Voice Impairment: To consider voice impairment in the early detection of PD or not is a debate going on for many years. Many renowned neurologists do not consider this symptom as an early sign of PD. Whereas, some adamantly quote that vocal symptoms are the most prominent ones at an early stage along with tremor and rigidity. An intermittent solution is provided in that voice impairment can be described at an Early detection Parkinson’s Disease and there is conclusive evidence of the late appearance of dysarthria in PD patients.
PD causes damage in the nerves which affects the central nervous system simultaneously deteriorating the substantia nigra pars compacta. This results in limiting the secretion of dopamine, which helps to produce smooth muscle movement hence affecting the facial muscles and the countenance of the affected person.
Early detection Parkinson’s Disease includes all the aspects such as biological, chemical and geneti Gradually some of them evolved by applying machine learning and artifi- cial intelligence, which contributed as a major tool for the early detection of this disease. PD is a diagnostic disease and there is no confirm symptom or guaranteed detection technique, there are many people who have given their best shot for the Early detection Parkinson’s Disease and prevention of this disease.
RESULTS AND DISCUSSION:
For Early detection Parkinson’s Disease, all the Machine learning algorithms are compared based on Specificity and Sensitivity. The ability to predict the prob- ability of actual positive trials and the ability to predict the probability of actual negative trails are denoted by the terms Sensitivity and Specificity respectively. These two terms are evident in all the results (Fig. 2, Fig. 3, Fig. 4, Fig. 5, Fig. 6 and Fig. 7). Along with the algorithms, three ensemble approaches are implemented namely, RF (Bagging method), AB (Boosting method) and HV (Voting method) in all four modalities to increase the proposed accuracy.
Bradykinesia: To understand the symptoms and extract useful features from the data, various machine learning algorithms have been implemented. The dataset used is taken from the UCI repository. The results of all the algorithms are enlisted in Fig 2. The highest accuracy of 97.5% is obtained by implementing RF and HV. First sign for Early detection Parkinson’s Disease.
Tremor at rest: Various machine learning models shown in the figure are applied and many of them resulted in higher accuracy com- pared to previous studies and have used the dataset from the UCI repository. The highest accuracy of 99.79%, 99.76% and 99.71% was obtained by RF in SST, DST, and STCP respectively as shown in Fig. 3, Fig. 4, and Fig. 5. helps clearly for Early detection Parkinson’s Disease.
Rigidity: To understand the significance of gait analysis for rigidity detection, Physio net’s Gait Database is implemented. Pre-processed the data, extracted the features and implemented various state-of-the-art machine learning algorithms. The highest accuracy was noted to be 83.12% in Random Forest Classifier and Adaptive Boosting as shown in Fig. 6. Sign of Early detection Parkinson’s Disease.

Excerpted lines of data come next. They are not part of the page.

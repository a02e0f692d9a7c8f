//! Declarative CPU topologies.
//!
//! A [`CpuTopology`] is the serializable description of a datapath:
//! global settings, the component list and the wire list. It can be
//! loaded from YAML or JSON, assembled into a running [`Cpu`], and
//! written back out. The [`TopologyBuilder`] offers the same surface
//! programmatically for tests and embedding.

use std::collections::{BTreeMap, HashSet};
use std::path::Path;

use serde::{Deserialize, Serialize};
use tracing::debug;

use crate::components::ComponentKind;
use crate::cpu::Cpu;
use crate::error::{TopologyError, TopologyResult};
use crate::geometry::{Dimension, Point};

/// Graph-wide settings.
#[derive(Clone, Debug, Default, Serialize, Deserialize)]
pub struct CpuSettings {
    /// When set, the performance pass accumulates per-instruction
    /// latencies (a mux counts only its selected input) instead of the
    /// worst case over all paths.
    #[serde(default)]
    pub instruction_dependent: bool,
}

/// One declared component.
#[derive(Clone, Debug, Serialize, Deserialize)]
pub struct ComponentSpec {
    pub id: String,
    /// The behavior, inline via its `type` tag.
    #[serde(flatten)]
    pub kind: ComponentKind,
    /// Declared latency; negative values are clamped to zero at
    /// assembly.
    #[serde(default)]
    pub latency: i32,
    #[serde(default)]
    pub position: Point,
    #[serde(default)]
    pub size: Dimension,
    /// Marks the component as a control-path seed in addition to the
    /// kinds that imply it.
    #[serde(default)]
    pub control: bool,
    /// Custom descriptions keyed by language code (`"default"` for the
    /// fallback entry).
    #[serde(default)]
    pub descriptions: BTreeMap<String, String>,
}

/// One end of a wire.
#[derive(Clone, Debug, Serialize, Deserialize)]
pub struct PortSpec {
    pub component: String,
    pub port: String,
}

/// A directed wire from an output to an input.
#[derive(Clone, Debug, Serialize, Deserialize)]
pub struct WireSpec {
    pub from: PortSpec,
    pub to: PortSpec,
}

/// A complete declared datapath.
#[derive(Clone, Debug, Default, Serialize, Deserialize)]
pub struct CpuTopology {
    #[serde(default)]
    pub settings: CpuSettings,
    #[serde(default)]
    pub components: Vec<ComponentSpec>,
    #[serde(default)]
    pub wires: Vec<WireSpec>,
}

impl CpuTopology {
    /// Parses a topology from YAML.
    pub fn from_yaml(source: &str) -> TopologyResult<Self> {
        Ok(serde_yaml::from_str(source)?)
    }

    /// Parses a topology from JSON.
    pub fn from_json(source: &str) -> TopologyResult<Self> {
        Ok(serde_json::from_str(source)?)
    }

    /// Loads a topology from a `.yaml`/`.yml` or `.json` file, picking
    /// the format by extension.
    pub fn from_file(path: impl AsRef<Path>) -> TopologyResult<Self> {
        let path = path.as_ref();
        let source = std::fs::read_to_string(path)?;
        let extension = path
            .extension()
            .and_then(|e| e.to_str())
            .unwrap_or("")
            .to_lowercase();
        let topology = match extension.as_str() {
            "yaml" | "yml" => Self::from_yaml(&source)?,
            "json" => Self::from_json(&source)?,
            other => return Err(TopologyError::UnknownFormat(other.to_string())),
        };
        debug!(path = %path.display(), components = topology.components.len(), "loaded topology");
        Ok(topology)
    }

    /// Serializes the topology to YAML.
    pub fn to_yaml(&self) -> TopologyResult<String> {
        Ok(serde_yaml::to_string(self)?)
    }

    /// Serializes the topology to JSON.
    pub fn to_json(&self) -> TopologyResult<String> {
        Ok(serde_json::to_string_pretty(self)?)
    }

    /// Checks the declaration-level consistency rules: non-empty and
    /// unique component ids, and wires that name declared components.
    ///
    /// Port-level rules (existence, widths, single connection, cycle
    /// breaking) are enforced by assembly.
    pub fn validate(&self) -> TopologyResult<()> {
        let mut ids = HashSet::new();
        for spec in &self.components {
            if spec.id.is_empty() {
                return Err(TopologyError::Validation(
                    "component with empty id".to_string(),
                ));
            }
            if !ids.insert(spec.id.as_str()) {
                return Err(TopologyError::Validation(format!(
                    "duplicate component id `{}`",
                    spec.id
                )));
            }
        }
        for wire in &self.wires {
            for end in [&wire.from, &wire.to] {
                if !ids.contains(end.component.as_str()) {
                    return Err(TopologyError::Validation(format!(
                        "wire references unknown component `{}`",
                        end.component
                    )));
                }
            }
        }
        Ok(())
    }

    /// Validates and assembles the topology into an executable [`Cpu`].
    pub fn assemble(&self) -> TopologyResult<Cpu> {
        self.validate()?;
        Ok(Cpu::assemble(self)?)
    }
}

/// Programmatic construction of a [`CpuTopology`].
#[derive(Debug, Default)]
pub struct TopologyBuilder {
    topology: CpuTopology,
}

impl TopologyBuilder {
    pub fn new() -> Self {
        Self::default()
    }

    /// Sets the instruction-dependent performance policy.
    pub fn instruction_dependent(mut self, enabled: bool) -> Self {
        self.topology.settings.instruction_dependent = enabled;
        self
    }

    /// Adds a component with zero latency at the layout origin.
    pub fn component(self, id: impl Into<String>, kind: ComponentKind) -> Self {
        self.component_with_latency(id, kind, 0)
    }

    /// Adds a component with the given latency at the layout origin.
    pub fn component_with_latency(
        mut self,
        id: impl Into<String>,
        kind: ComponentKind,
        latency: i32,
    ) -> Self {
        self.topology.components.push(ComponentSpec {
            id: id.into(),
            kind,
            latency,
            position: Point::default(),
            size: Dimension::default(),
            control: false,
            descriptions: BTreeMap::new(),
        });
        self
    }

    /// Adds a fully specified component.
    pub fn component_spec(mut self, spec: ComponentSpec) -> Self {
        self.topology.components.push(spec);
        self
    }

    /// Marks the most recently added component as a control-path seed.
    pub fn control(mut self) -> Self {
        if let Some(spec) = self.topology.components.last_mut() {
            spec.control = true;
        }
        self
    }

    /// Places the most recently added component.
    pub fn placed(mut self, position: Point, size: Dimension) -> Self {
        if let Some(spec) = self.topology.components.last_mut() {
            spec.position = position;
            spec.size = size;
        }
        self
    }

    /// Wires an output to an input.
    pub fn wire(
        mut self,
        from_component: impl Into<String>,
        from_port: impl Into<String>,
        to_component: impl Into<String>,
        to_port: impl Into<String>,
    ) -> Self {
        self.topology.wires.push(WireSpec {
            from: PortSpec {
                component: from_component.into(),
                port: from_port.into(),
            },
            to: PortSpec {
                component: to_component.into(),
                port: to_port.into(),
            },
        });
        self
    }

    /// Validates and returns the topology.
    pub fn build(self) -> TopologyResult<CpuTopology> {
        self.topology.validate()?;
        Ok(self.topology)
    }

    /// Returns the topology without validating, for exercising the
    /// assembly-time checks.
    pub fn build_unchecked(self) -> CpuTopology {
        self.topology
    }
}

#[cfg(test)]
mod tests {
    use super::*;
    use crate::components::{Adder, Constant};

    const PC_LOOP: &str = r#"
settings:
  instruction_dependent: false
components:
  - id: pc
    type: program_counter
    width: 32
  - id: four
    type: constant
    width: 32
    value: 4
  - id: add
    type: adder
    width: 32
    latency: 2
    descriptions:
      default: adds the step to the current address
wires:
  - from: { component: pc, port: out }
    to: { component: add, port: in1 }
  - from: { component: four, port: out }
    to: { component: add, port: in2 }
  - from: { component: add, port: out }
    to: { component: pc, port: in }
"#;

    #[test]
    fn test_yaml_parse_and_assemble() {
        let topology = CpuTopology::from_yaml(PC_LOOP).unwrap();
        assert_eq!(topology.components.len(), 3);
        assert_eq!(topology.wires.len(), 3);
        assert_eq!(topology.components[2].latency, 2);

        let mut cpu = topology.assemble().unwrap();
        cpu.step();
        assert_eq!(cpu.component("pc").unwrap().output("out").unwrap().value(), 4);
        assert_eq!(
            cpu.component("add").unwrap().custom_description("en"),
            Some("adds the step to the current address")
        );
    }

    #[test]
    fn test_yaml_round_trip() {
        let topology = CpuTopology::from_yaml(PC_LOOP).unwrap();
        let reparsed = CpuTopology::from_yaml(&topology.to_yaml().unwrap()).unwrap();
        assert_eq!(reparsed.components.len(), 3);
        assert_eq!(reparsed.components[0].id, "pc");
    }

    #[test]
    fn test_json_parse() {
        let source = r#"{
            "components": [
                {"id": "one", "type": "constant", "width": 8, "value": 1}
            ]
        }"#;
        let topology = CpuTopology::from_json(source).unwrap();
        assert_eq!(topology.components.len(), 1);
        assert!(!topology.settings.instruction_dependent);
    }

    #[test]
    fn test_malformed_yaml_is_an_error() {
        assert!(matches!(
            CpuTopology::from_yaml("components: [{id: x"),
            Err(TopologyError::Yaml(_))
        ));
    }

    #[test]
    fn test_validate_duplicate_id() {
        let topology = TopologyBuilder::new()
            .component("x", ComponentKind::Constant(Constant { width: 8, value: 0 }))
            .component("x", ComponentKind::Constant(Constant { width: 8, value: 0 }))
            .build_unchecked();
        assert!(matches!(
            topology.validate(),
            Err(TopologyError::Validation(message)) if message.contains("duplicate")
        ));
    }

    #[test]
    fn test_validate_dangling_wire() {
        let topology = TopologyBuilder::new()
            .component("add", ComponentKind::Adder(Adder { width: 32 }))
            .wire("ghost", "out", "add", "in1")
            .build_unchecked();
        assert!(matches!(
            topology.validate(),
            Err(TopologyError::Validation(message)) if message.contains("ghost")
        ));
    }

    #[test]
    fn test_builder_build_validates() {
        let result = TopologyBuilder::new()
            .component("x", ComponentKind::Constant(Constant { width: 8, value: 0 }))
            .component("x", ComponentKind::Constant(Constant { width: 8, value: 0 }))
            .build();
        assert!(result.is_err());
    }
}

Voice Impairment: Major roll for Early detection Parkinson’s Disease. The dataset of the UCI repository is used which consists the data of 31 people (23 PD affected patients and 8 healthy subjects). Various machine learning algorithms are implemented for the classification of the disease and the results are shown in fig. 7, got a maximum accuracy of 97.96% by implementing KNN on the same dataset.